# Husband bitc..ing like an old man



## Maryjean76 (Jun 16, 2020)

Hello all,
I am new here. Lately my husband is getting into the habit of bitc...ing like an old man about anything and I am afraid it's becoming habit-forming and abnormal. OK, I must admit, we moved to Italy so I am closer to my parents and life is very different here. But is it normal for my hubby to:

1) Keeping on commenting how dirty the city is and how much trash people leave around every single wrapper or bottle he sees on the sidewalk
2) getting pissed off every time he sees a person walking down the road without face mask or people aggregating in bars despite covid19
3) every single day he's kicking a neighbor's baby stroller out of the way as it blocks our stairwell and complaining about it out loud
4) reminding me repeatedly when it's getting close for me to cook lunch or dinner (I work at home and sometimes I would like to finish up before cooking)
5) every single day he's pissed off he isn't losing weight and keeps on asking me if he looks skinnier
6) he talks every day about how pissed off he is with politics etc.
7) and it involves me too, today he even got grumpy because I want to keep my medicine bottles on the kitchen table otherwise I forget to take my medicine
8) he is often complaining about my parents about how they bring junk to us as gifts
9) he is always correcting how me or my parents pronunciate things wrong 


He's only 46 and I (43) feel like I married an old man like those who have nothing to do other than complain. I am getting tired and would like him to chill and enjoy the great food, the beautiful sea views from our terrace, the luxury of working on our own.

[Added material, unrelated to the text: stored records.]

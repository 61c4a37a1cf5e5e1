//! String predicate kernels, operating over `&[Option<&str>]` views of a
//! `String` column.

use regex::Regex;

use crate::errors::RuleError;

use super::{Ternary, TernarySeq};

fn predicate(values: &[Option<&str>], f: impl Fn(&str) -> bool) -> TernarySeq {
    TernarySeq(values.iter().map(|v| v.map(f)).collect())
}

pub fn equal(values: &[Option<&str>], needle: &str) -> TernarySeq {
    predicate(values, |v| v == needle)
}

pub fn contains(values: &[Option<&str>], needle: &str) -> TernarySeq {
    predicate(values, |v| v.contains(needle))
}

pub fn starts_with(values: &[Option<&str>], prefix: &str) -> TernarySeq {
    predicate(values, |v| v.starts_with(prefix))
}

pub fn ends_with(values: &[Option<&str>], suffix: &str) -> TernarySeq {
    predicate(values, |v| v.ends_with(suffix))
}

/// Partial match, same as `Regex::is_match` — the pattern need not anchor
/// the whole string.
pub fn matches_regex(values: &[Option<&str>], pattern: &str) -> Result<TernarySeq, RuleError> {
    let re = Regex::new(pattern).map_err(|source| RuleError::InvalidRegex {
        pattern: pattern.to_string(),
        source,
    })?;
    Ok(predicate(values, |v| re.is_match(v)))
}

/// Unicode scalar value (`char`) count per cell; `None` where the cell is
/// null.
pub fn str_length(values: &[Option<&str>]) -> Vec<Option<i64>> {
    values.iter().map(|v| v.map(|s| s.chars().count() as i64)).collect()
}

pub fn length_between(values: &[Option<&str>], lo: usize, hi: usize) -> TernarySeq {
    predicate(values, |v| {
        let n = v.chars().count();
        n >= lo && n <= hi
    })
}
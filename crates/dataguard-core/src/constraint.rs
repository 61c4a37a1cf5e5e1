use serde::Deserialize;

use crate::cell::Cell;

/// A single checkable condition against one named column.
///
/// Deserializes directly from a rule configuration file (TOML), tagged by
/// `type`. Every variant carries its parameters as named fields rather than
/// a tuple — serde's internally tagged representation can only merge the
/// `type` discriminant into a map, so a bare scalar payload (a newtype
/// variant around `f64` or `String`) would not deserialize; a one-field
/// struct variant does.
#[derive(Debug, Clone, Deserialize)]
#[serde(tag = "type", rename_all = "snake_case")]
pub enum Constraint {
    NotNull,
    Unique,
    Gt { x: f64 },
    Ge { x: f64 },
    Lt { x: f64 },
    Le { x: f64 },
    Equal { x: f64 },
    Between { min: f64, max: f64 },
    StrEqual { s: String },
    Contains { s: String },
    StartsWith { s: String },
    EndsWith { s: String },
    MatchesRegex { pattern: String },
    LengthBetween { min: usize, max: usize },
    IsIn { values: Vec<Cell> },
}

impl Constraint {
    pub fn not_null() -> Constraint {
        Constraint::NotNull
    }

    pub fn unique() -> Constraint {
        Constraint::Unique
    }

    pub fn gt(x: f64) -> Constraint {
        Constraint::Gt { x }
    }

    pub fn ge(x: f64) -> Constraint {
        Constraint::Ge { x }
    }

    pub fn lt(x: f64) -> Constraint {
        Constraint::Lt { x }
    }

    pub fn le(x: f64) -> Constraint {
        Constraint::Le { x }
    }

    pub fn equal(x: f64) -> Constraint {
        Constraint::Equal { x }
    }

    pub fn between(lo: f64, hi: f64) -> Constraint {
        Constraint::Between { min: lo, max: hi }
    }

    pub fn str_equal(s: impl Into<String>) -> Constraint {
        Constraint::StrEqual { s: s.into() }
    }

    pub fn contains(s: impl Into<String>) -> Constraint {
        Constraint::Contains { s: s.into() }
    }

    pub fn starts_with(s: impl Into<String>) -> Constraint {
        Constraint::StartsWith { s: s.into() }
    }

    pub fn ends_with(s: impl Into<String>) -> Constraint {
        Constraint::EndsWith { s: s.into() }
    }

    pub fn matches_regex(pattern: impl Into<String>) -> Constraint {
        Constraint::MatchesRegex { pattern: pattern.into() }
    }

    pub fn length_between(lo: usize, hi: usize) -> Constraint {
        Constraint::LengthBetween { min: lo, max: hi }
    }

    pub fn is_in(values: Vec<Cell>) -> Constraint {
        Constraint::IsIn { values }
    }

    /// The name used in error messages and reports.
    pub fn name(&self) -> &'static str {
        match self {
            Constraint::NotNull => "not_null",
            Constraint::Unique => "unique",
            Constraint::Gt { .. } => "gt",
            Constraint::Ge { .. } => "ge",
            Constraint::Lt { .. } => "lt",
            Constraint::Le { .. } => "le",
            Constraint::Equal { .. } => "equal",
            Constraint::Between { .. } => "between",
            Constraint::StrEqual { .. } => "str_equal",
            Constraint::Contains { .. } => "contains",
            Constraint::StartsWith { .. } => "starts_with",
            Constraint::EndsWith { .. } => "ends_with",
            Constraint::MatchesRegex { .. } => "matches_regex",
            Constraint::LengthBetween { .. } => "length_between",
            Constraint::IsIn { .. } => "is_in",
        }
    }
}

/// A constraint bound to the column it checks.
#[derive(Debug, Clone, Deserialize)]
pub struct Rule {
    pub column_name: String,
    #[serde(flatten)]
    pub constraint: Constraint,
}

impl Rule {
    pub fn new(column_name: impl Into<String>, constraint: Constraint) -> Rule {
        Rule { column_name: column_name.into(), constraint }
    }
}

#[cfg(test)]
mod tests {
    use super::*;

    #[test]
    fn name_matches_constraint_kind() {
        assert_eq!(Constraint::NotNull.name(), "not_null");
        assert_eq!(Constraint::between(0.0, 1.0).name(), "between");
    }

    #[test]
    fn constructors_build_the_matching_variant() {
        assert!(matches!(Constraint::gt(1.0), Constraint::Gt { x } if x == 1.0));
        assert!(matches!(Constraint::contains("a"), Constraint::Contains { s } if s == "a"));
    }

    #[test]
    fn deserializes_from_a_tagged_toml_document() {
        let rule: Rule = toml::from_str(
            r#"
            column_name = "score"
            type = "between"
            min = 0.0
            max = 100.0
            "#,
        )
        .unwrap();
        assert_eq!(rule.column_name, "score");
        assert_eq!(rule.constraint.name(), "between");
        assert!(matches!(rule.constraint, Constraint::Between { min, max } if min == 0.0 && max == 100.0));
    }

    #[test]
    fn deserializes_is_in_with_a_mixed_scalar_list() {
        let rule: Rule = toml::from_str(
            r#"
            column_name = "status"
            type = "is_in"
            values = ["pending", "approved"]
            "#,
        )
        .unwrap();
        assert!(matches!(
            rule.constraint,
            Constraint::IsIn { values } if values == vec![Cell::Str("pending".to_string()), Cell::Str("approved".to_string())]
        ));
    }

    #[test]
    fn deserializes_a_unit_variant_with_no_extra_fields() {
        let rule: Rule = toml::from_str(
            r#"
            column_name = "id"
            type = "not_null"
            "#,
        )
        .unwrap();
        assert!(matches!(rule.constraint, Constraint::NotNull));
    }
}
//! Element-wise kernels and reductions shared by [`crate::column::Column`] and
//! [`crate::validator`].
//!
//! Every element-wise kernel returns a [`Ternary`] sequence: `true`, `false`,
//! or `null` ("undefined because the input was null") per row. Reductions
//! return `Option<f64>`/`Option<i64>`, `None` meaning "no value" (all-null
//! input).

pub mod generic;
pub mod membership;
pub mod numeric;
pub mod string;

/// A row's outcome under a three-valued predicate.
pub type Ternary = Option<bool>;

/// A column-length sequence of [`Ternary`] values — the uniform output shape
/// of every element-wise kernel (comparisons, string predicates, membership).
#[derive(Debug, Clone, PartialEq)]
pub struct TernarySeq(pub Vec<Ternary>);

impl TernarySeq {
    pub fn len(&self) -> usize {
        self.0.len()
    }

    pub fn is_empty(&self) -> bool {
        self.0.is_empty()
    }

    /// Count of positions whose value is exactly `false` — nulls are not
    /// failures, per the Validator's null-skipping policy.
    pub fn false_count(&self) -> usize {
        self.0.iter().filter(|v| **v == Some(false)).count()
    }
}

impl std::ops::Deref for TernarySeq {
    type Target = [Ternary];

    fn deref(&self) -> &Self::Target {
        &self.0
    }
}

impl IntoIterator for TernarySeq {
    type Item = Ternary;
    type IntoIter = std::vec::IntoIter<Ternary>;

    fn into_iter(self) -> Self::IntoIter {
        self.0.into_iter()
    }
}
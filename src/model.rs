//! Tracked repository records and their external representation

use chrono::{DateTime, Utc};
use serde::{Deserialize, Serialize};

use crate::identity::RepoIdentity;

/// Latest published release as reported by the upstream provider
#[derive(Debug, Clone, PartialEq, Eq, Serialize, Deserialize)]
pub struct ReleaseSnapshot {
    /// Stable provider identifier of the release; the change-detection key
    pub release_id: String,
    pub tag: String,
    pub display_name: Option<String>,
    pub published_at: Option<DateTime<Utc>>,
    pub release_url: String,
}

/// A repository the user follows, with its cached release state
#[derive(Debug, Clone, PartialEq, Eq)]
pub struct TrackedRepository {
    pub id: i64,
    pub owner: String,
    pub name: String,
    pub url: String,
    pub latest_release: Option<ReleaseSnapshot>,
    pub seen_by_user: bool,
}

impl TrackedRepository {
    pub fn identity(&self) -> RepoIdentity {
        RepoIdentity::new(&self.owner, &self.name)
    }

    pub fn full_name(&self) -> String {
        format!("{}/{}", self.owner, self.name)
    }

    /// A release is cached that the user has not acknowledged yet
    pub fn has_unseen_release(&self) -> bool {
        self.latest_release.is_some() && !self.seen_by_user
    }
}

/// Externally exposed shape of a tracked repository
#[derive(Debug, Clone, PartialEq, Eq, Serialize, Deserialize)]
#[serde(rename_all = "camelCase")]
pub struct RepositoryView {
    pub id: String,
    pub owner: String,
    pub name: String,
    pub url: String,
    pub latest_release: Option<ReleaseView>,
    pub seen_by_user: bool,
}

#[derive(Debug, Clone, PartialEq, Eq, Serialize, Deserialize)]
#[serde(rename_all = "camelCase")]
pub struct ReleaseView {
    pub release_id: String,
    pub tag: String,
    pub name: Option<String>,
    pub published_at: Option<String>,
    pub url: String,
}

impl From<&ReleaseSnapshot> for ReleaseView {
    fn from(release: &ReleaseSnapshot) -> Self {
        let ReleaseSnapshot {
            release_id,
            tag,
            display_name,
            published_at,
            release_url,
        } = release;

        Self {
            release_id: release_id.clone(),
            tag: tag.clone(),
            name: display_name.clone(),
            published_at: published_at.as_ref().map(|ts| ts.to_rfc3339()),
            url: release_url.clone(),
        }
    }
}

impl From<&TrackedRepository> for RepositoryView {
    fn from(repo: &TrackedRepository) -> Self {
        // Destructure so a new record field cannot be silently left unmapped
        let TrackedRepository {
            id,
            owner,
            name,
            url,
            latest_release,
            seen_by_user,
        } = repo;

        Self {
            id: id.to_string(),
            owner: owner.clone(),
            name: name.clone(),
            url: url.clone(),
            latest_release: latest_release.as_ref().map(ReleaseView::from),
            seen_by_user: *seen_by_user,
        }
    }
}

I am wondering if there is some type of reinforcement going on when somebody complains so much because it seems to become habit-forming with time.


----------



## Married but Happy (Aug 13, 2013)

Apparently he's not happy about the move and the changes involved. Was he in willing agreement to the move, and had he spent much time there before making the decision? Yes, all those things are annoying, especially in combination, but there is probably an underlying reason for his irritability.


----------



## Mr. Nail (Apr 26, 2011)

Pissy Man Syndrome. good age for it


----------



## marcy* (Feb 27, 2010)

Sounds like my husband.


----------



## aine (Feb 15, 2014)

Where did you move from? Sounds like he is finding it difficult to adjust to his new home and culture. 
Culture shock is a very real phenomenon and there are a few stages in the cycle. In the beginning it is all new and exciting, the honeymoon stage, however it usually progresses to frustration (the stage your H is at it seems) where everything about the new culture is annoying and irritating and never as good as the culture left behind. Read about culture shock. He will have to go through the process of acclimatization but it can be difficult. You being the closest to him, gets the full show. Does he have any interests, does he work, etc? He needs to get out an make new friends, activities, etc.

I don't understand how people simple move from one country to another and never think of the impacts. Yes it is a globalized world but you leave behind friends, family, places you know, etc. A spouse needs to be understanding particularly if you are moving to their country. I have been through this and it is really hard. I have lived twice in the country I am in now and thought it would be a breeze coming here the second time but I went through an awful period where nothing was right. I hated everything about it, nothing was right I just wanted to go back to my home country (the last country we had been in). It took 2 years to adjust. 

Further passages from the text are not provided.